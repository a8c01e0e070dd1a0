use crate::{
    error::{Result, TaskError},
    models::{NewTask, UpdateTask},
};

/// Validation utilities applied at the HTTP boundary.
///
/// The store accepts any non-null title; blank titles are rejected here so
/// the repository stays a plain mapping onto SQL.
pub struct TaskValidator;

impl TaskValidator {
    /// Validate a task title
    ///
    /// Titles must contain at least one non-whitespace character.
    ///
    /// # Returns
    /// * `Ok(())` - If the title is valid
    /// * `Err(TaskError::Validation)` - If the title is blank
    pub fn validate_title(title: &str) -> Result<()> {
        if title.trim().is_empty() {
            return Err(TaskError::empty_field("title"));
        }
        Ok(())
    }

    /// Validate a complete new task
    pub fn validate_new_task(task: &NewTask) -> Result<()> {
        Self::validate_title(&task.title)
    }

    /// Validate a complete task update
    pub fn validate_update_task(update: &UpdateTask) -> Result<()> {
        Self::validate_title(&update.title)
    }
}
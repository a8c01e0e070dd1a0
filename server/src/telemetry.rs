use anyhow::{Context, Result};
use database::ConnectionParams;
use tracing_subscriber::{
    fmt, layer::SubscriberExt, util::SubscriberInitExt, EnvFilter, Registry,
};

use crate::config::{Config, LogFormat, LoggingConfig};

/// Build the filter: `RUST_LOG` wins over the configured level
pub fn build_env_filter(config: &LoggingConfig) -> Result<EnvFilter> {
    EnvFilter::try_from_default_env()
        .or_else(|_| EnvFilter::try_new(&config.level))
        .context("Invalid log level configuration")
}

/// Initialize the tracing subscriber for logging
pub fn init_telemetry(config: &LoggingConfig) -> Result<()> {
    let env_filter = build_env_filter(config)?;

    let registry = Registry::default().with(env_filter);

    match config.format {
        LogFormat::Pretty => {
            let fmt_layer = fmt::layer()
                .pretty()
                .with_target(true)
                .with_thread_ids(true)
                .with_thread_names(true)
                .with_file(true)
                .with_line_number(true);

            registry
                .with(fmt_layer)
                .try_init()
                .context("Failed to install tracing subscriber")?;
        }
        LogFormat::Json => {
            let fmt_layer = fmt::layer()
                .json()
                .with_target(true)
                .with_thread_ids(true)
                .with_thread_names(true)
                .with_file(true)
                .with_line_number(true)
                .with_span_list(true)
                .flatten_event(true);

            registry
                .with(fmt_layer)
                .try_init()
                .context("Failed to install tracing subscriber")?;
        }
        LogFormat::Compact => {
            let fmt_layer = fmt::layer()
                .compact()
                .with_target(true)
                .with_thread_ids(false)
                .with_thread_names(false)
                .with_file(false)
                .with_line_number(false);

            registry
                .with(fmt_layer)
                .try_init()
                .context("Failed to install tracing subscriber")?;
        }
    }

    tracing::info!(
        log_level = %config.level,
        log_format = %config.format,
        "Telemetry initialized"
    );

    Ok(())
}

/// Log the resolved configuration. `params` renders without the password.
pub fn log_startup_info(config: &Config, params: &ConnectionParams) {
    let server_address = config
        .server_address()
        .map(|addr| addr.to_string())
        .unwrap_or_else(|_| config.server.listen_addr.clone());

    tracing::info!(
        version = env!("CARGO_PKG_VERSION"),
        server_address = %server_address,
        database = %params,
        max_connections = config.database.max_connections,
        startup_timeout_secs = config.database.startup_timeout_secs,
        retry_interval_secs = config.database.retry_interval_secs,
        "TaskBoard starting up"
    );
}

/// Log server shutdown information
pub fn log_shutdown_info() {
    tracing::info!("TaskBoard shut down cleanly");
}

/// Log an error together with its cause chain
pub fn report_error(error: &anyhow::Error, context: &str) {
    tracing::error!(
        error = %error,
        context = context,
        "Operation failed"
    );

    for (depth, cause) in error.chain().skip(1).enumerate() {
        tracing::error!(
            error = %cause,
            depth = depth + 1,
            "Error cause"
        );
    }
}

#[cfg(test)]
mod tests {
    use super::*;

    #[test]
    fn test_env_filter_accepts_configured_levels() {
        for level in ["trace", "debug", "info", "warn", "error"] {
            let config = LoggingConfig {
                level: level.to_string(),
                format: LogFormat::Compact,
            };
            assert!(build_env_filter(&config).is_ok(), "{level}");
        }
    }

    #[test]
    fn test_startup_info_never_contains_password() {
        let params = ConnectionParams::new("postgres", 5432, "taskboard", "taskboard", "hunter2");
        let rendered = format!("{params}");
        assert!(!rendered.contains("hunter2"));

        // Must not panic without a subscriber installed
        log_startup_info(&Config::default(), &params);
        log_shutdown_info();
    }

    #[test]
    fn test_report_error_walks_chain() {
        let error = anyhow::anyhow!("connection refused").context("Database not ready");
        assert_eq!(error.chain().count(), 2);
        report_error(&error, "startup");
    }
}
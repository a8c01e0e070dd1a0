use anyhow::{Context, Result};
use database::{ConnectionParams, PostgresTaskRepository, ReadinessGate};
use std::sync::Arc;
use taskboard_api::TaskBoardServer;
use taskboard_core::TaskError;
use tracing::info;

use crate::config::Config;
use crate::telemetry::log_startup_info;

/// Exit code for invalid configuration or an unreadable secret
pub const EXIT_CONFIG: i32 = 1;
/// Exit code when the database never became ready or the schema could not be prepared
pub const EXIT_STARTUP: i32 = 2;
/// Exit code when the HTTP server cannot bind or fails while serving
pub const EXIT_SERVER: i32 = 3;

/// Map a startup failure to the process exit code
pub fn exit_code_for(error: &anyhow::Error) -> i32 {
    match error.downcast_ref::<TaskError>() {
        Some(TaskError::Configuration(_)) => EXIT_CONFIG,
        _ => EXIT_STARTUP,
    }
}

/// Readiness gate configured from the database section
pub fn readiness_gate(config: &Config) -> ReadinessGate {
    ReadinessGate::new(
        config.startup_timeout(),
        config.retry_interval(),
        config.probe_timeout(),
    )
}

/// Block until the database accepts connections or the startup deadline passes
pub async fn wait_for_database(config: &Config, params: &ConnectionParams) -> Result<()> {
    info!(database = %params, "Waiting for database");

    readiness_gate(config)
        .wait(params)
        .await
        .context("Database did not become ready")
}

/// Create the task repository and prepare its schema
pub async fn create_repository(
    config: &Config,
    params: &ConnectionParams,
) -> Result<Arc<PostgresTaskRepository>> {
    info!("Creating task repository");

    let repo = PostgresTaskRepository::connect(params, config.database.max_connections)
        .await
        .context("Failed to create PostgreSQL connection pool")?;

    let report = repo
        .initialize_schema()
        .await
        .context("Failed to initialize database schema")?;

    info!(
        seeded = report.seeded,
        task_count = report.task_count,
        "Task repository ready"
    );
    Ok(Arc::new(repo))
}

/// Create the HTTP server over `repository`
pub fn create_server(repository: Arc<PostgresTaskRepository>) -> TaskBoardServer<PostgresTaskRepository> {
    info!("Creating HTTP server");
    TaskBoardServer::new(repository)
}

/// A fully initialized application, ready to serve
pub struct App {
    pub server: TaskBoardServer<PostgresTaskRepository>,
    pub repository: Arc<PostgresTaskRepository>,
}

/// Initialize the complete application: readiness gate, repository, server
pub async fn initialize_app(config: &Config) -> Result<App> {
    info!("Initializing application");

    let params = config
        .connection_params()
        .context("Failed to resolve database connection parameters")?;
    log_startup_info(config, &params);

    wait_for_database(config, &params).await?;

    let repository = create_repository(config, &params).await?;
    let server = create_server(Arc::clone(&repository));

    info!("Application initialized successfully");
    Ok(App { server, repository })
}
//! Structured request logging middleware
//!
//! Emits one `tracing` event per request with method, path, status and
//! latency. Bodies of write requests are summarised with long values
//! truncated.

use crate::error::ApiError;
use axum::{
    body::Body,
    extract::Request,
    http::Method,
    middleware::Next,
    response::{IntoResponse, Response},
};
use http_body_util::{BodyExt, LengthLimitError, Limited};
use serde_json::Value;
use std::time::Instant;

/// Largest request body read into memory; matches axum's default body limit
pub const MAX_BODY_BYTES: usize = 2 * 1024 * 1024;

/// Maximum length for parameter values before truncation
const MAX_PARAM_LENGTH: usize = 30;

/// Truncation suffix for long parameters
const TRUNCATION_SUFFIX: &str = "...";

/// Request logging middleware
pub async fn request_logging_middleware(request: Request<Body>, next: Next) -> Response {
    let start_time = Instant::now();
    let method = request.method().clone();
    let path = request.uri().path().to_string();

    let (response, params_summary) = if method == Method::POST || method == Method::PUT {
        match summarise_body(request).await {
            Ok((request, summary)) => (next.run(request).await, summary),
            Err(rejection) => (rejection.into_response(), "body_too_large".to_string()),
        }
    } else {
        (next.run(request).await, String::new())
    };

    let status = response.status().as_u16();
    let latency_ms = start_time.elapsed().as_millis() as u64;

    if status >= 500 {
        tracing::warn!(%method, %path, status, latency_ms, params = %params_summary, "Request completed");
    } else {
        tracing::info!(%method, %path, status, latency_ms, params = %params_summary, "Request completed");
    }

    response
}

/// Buffer the body, summarise it, and hand back an equivalent request
///
/// Reads at most [`MAX_BODY_BYTES`]; a larger body is rejected with 413
/// without being passed on.
async fn summarise_body(request: Request<Body>) -> Result<(Request<Body>, String), ApiError> {
    let (parts, body) = request.into_parts();
    match Limited::new(body, MAX_BODY_BYTES).collect().await {
        Ok(collected) => {
            let bytes = collected.to_bytes();
            let summary = match serde_json::from_slice::<Value>(&bytes) {
                Ok(json) => format_params_summary(&json),
                Err(_) => "invalid_json".to_string(),
            };
            Ok((Request::from_parts(parts, Body::from(bytes)), summary))
        }
        Err(e) if e.downcast_ref::<LengthLimitError>().is_some() => Err(ApiError::PayloadTooLarge(
            format!("Request body exceeds {MAX_BODY_BYTES} bytes"),
        )),
        Err(_) => Ok((
            Request::from_parts(parts, Body::empty()),
            "unreadable_body".to_string(),
        )),
    }
}

/// Format parameters into a summary string with truncation
fn format_params_summary(params: &Value) -> String {
    match params {
        Value::Object(map) => map
            .iter()
            .map(|(key, value)| format!("{}=\"{}\"", key, format_parameter_value(value)))
            .collect::<Vec<_>>()
            .join(", "),
        _ => format_parameter_value(params),
    }
}

/// Format a single parameter value with truncation
fn format_parameter_value(value: &Value) -> String {
    let value_str = match value {
        Value::String(s) => s.clone(),
        Value::Number(n) => n.to_string(),
        Value::Bool(b) => b.to_string(),
        Value::Array(arr) => format!("[{} items]", arr.len()),
        Value::Object(obj) => format!("{{...{} fields}}", obj.len()),
        Value::Null => "null".to_string(),
    };

    truncate_string(&value_str, MAX_PARAM_LENGTH)
}

/// Truncate string to max length (in characters) with suffix
fn truncate_string(input: &str, max_length: usize) -> String {
    if input.chars().count() <= max_length {
        input.to_string()
    } else {
        let truncated_length = max_length.saturating_sub(TRUNCATION_SUFFIX.len());
        let head: String = input.chars().take(truncated_length).collect();
        format!("{head}{TRUNCATION_SUFFIX}")
    }
}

┄┄┄┄┄┄┄┄┄┄┄┄┄┄┄┄┄┄┄┄

> _REQUIRED ACTION_
Each line from the start of the listing through the line with "EnvFilter::try_from_default_env()" is to be restated verbatim, both ends included.

> _REPLY TO THE TASK_
repository a8c01e0e070dd1a0
use crate::{
    error::{Result, TaskError},
    models::{NewTask, UpdateTask},
};

/// Validation utilities applied at the HTTP boundary.
///
/// The store accepts any non-null title; blank titles are rejected here so
/// the repository stays a plain mapping onto SQL.
pub struct TaskValidator;

impl TaskValidator {
    /// Validate a task title
    ///
    /// Titles must contain at least one non-whitespace character.
    ///
    /// # Returns
    /// * `Ok(())` - If the title is valid
    /// * `Err(TaskError::Validation)` - If the title is blank
    pub fn validate_title(title: &str) -> Result<()> {
        if title.trim().is_empty() {
            return Err(TaskError::empty_field("title"));
        }
        Ok(())
    }

    /// Validate a complete new task
    pub fn validate_new_task(task: &NewTask) -> Result<()> {
        Self::validate_title(&task.title)
    }

    /// Validate a complete task update
    pub fn validate_update_task(update: &UpdateTask) -> Result<()> {
        Self::validate_title(&update.title)
    }
}
repository a8c01e0e070dd1a0
filename server/src/telemetry.rs
use anyhow::{Context, Result};
use database::ConnectionParams;
use tracing_subscriber::{
    fmt, layer::SubscriberExt, util::SubscriberInitExt, EnvFilter, Registry,
};

use crate::config::{Config, LogFormat, LoggingConfig};

/// Build the filter: `RUST_LOG` wins over the configured level
pub fn build_env_filter(config: &LoggingConfig) -> Result<EnvFilter> {
    EnvFilter::try_from_default_env()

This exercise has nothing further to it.